#### ASSIGNMENT:
Report all lines in the records that hold the string "static".

#### Stored dataset items:

+ + +

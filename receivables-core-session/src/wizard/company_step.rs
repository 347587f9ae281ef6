use std::str::FromStr;

use super::step::WizardStep;

/// Steps of the company onboarding / edit wizard
#[derive(Debug, Clone, Copy, PartialEq, Eq, Hash)]
pub enum CompanyStep {
    BasicInfo,
    Address,
    FinancialSettings,
    BanksAndPayments,
    Complete,
}

impl WizardStep for CompanyStep {
    const SEQUENCE: &'static [Self] = &[
        CompanyStep::BasicInfo,
        CompanyStep::Address,
        CompanyStep::FinancialSettings,
        CompanyStep::BanksAndPayments,
        CompanyStep::Complete,
    ];
    const ALL: &'static [Self] = Self::SEQUENCE;

    fn first() -> Self {
        CompanyStep::BasicInfo
    }

    fn key(&self) -> &'static str {
        match self {
            CompanyStep::BasicInfo => "step-1",
            CompanyStep::Address => "step-2",
            CompanyStep::FinancialSettings => "step-3",
            CompanyStep::BanksAndPayments => "step-4",
            CompanyStep::Complete => "complete",
        }
    }

    fn label(&self) -> &'static str {
        match self {
            CompanyStep::BasicInfo => "Basic Info",
            CompanyStep::Address => "Company Address",
            CompanyStep::FinancialSettings => "Financial AR Settings",
            CompanyStep::BanksAndPayments => "Banks & Payments",
            CompanyStep::Complete => "Complete",
        }
    }
}

impl std::fmt::Display for CompanyStep {
    fn fmt(&self, f: &mut std::fmt::Formatter<'_>) -> std::fmt::Result {
        f.write_str(self.key())
    }
}

impl FromStr for CompanyStep {
    type Err = ();

    fn from_str(s: &str) -> Result<Self, Self::Err> {
        Self::from_key(s).ok_or(())
    }
}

+ + +

#### EXERCISE RESPONSE:
    const SEQUENCE: &'static [Self] = &[
    const ALL: &'static [Self] = Self::SEQUENCE;
    fn key(&self) -> &'static str {
    fn label(&self) -> &'static str {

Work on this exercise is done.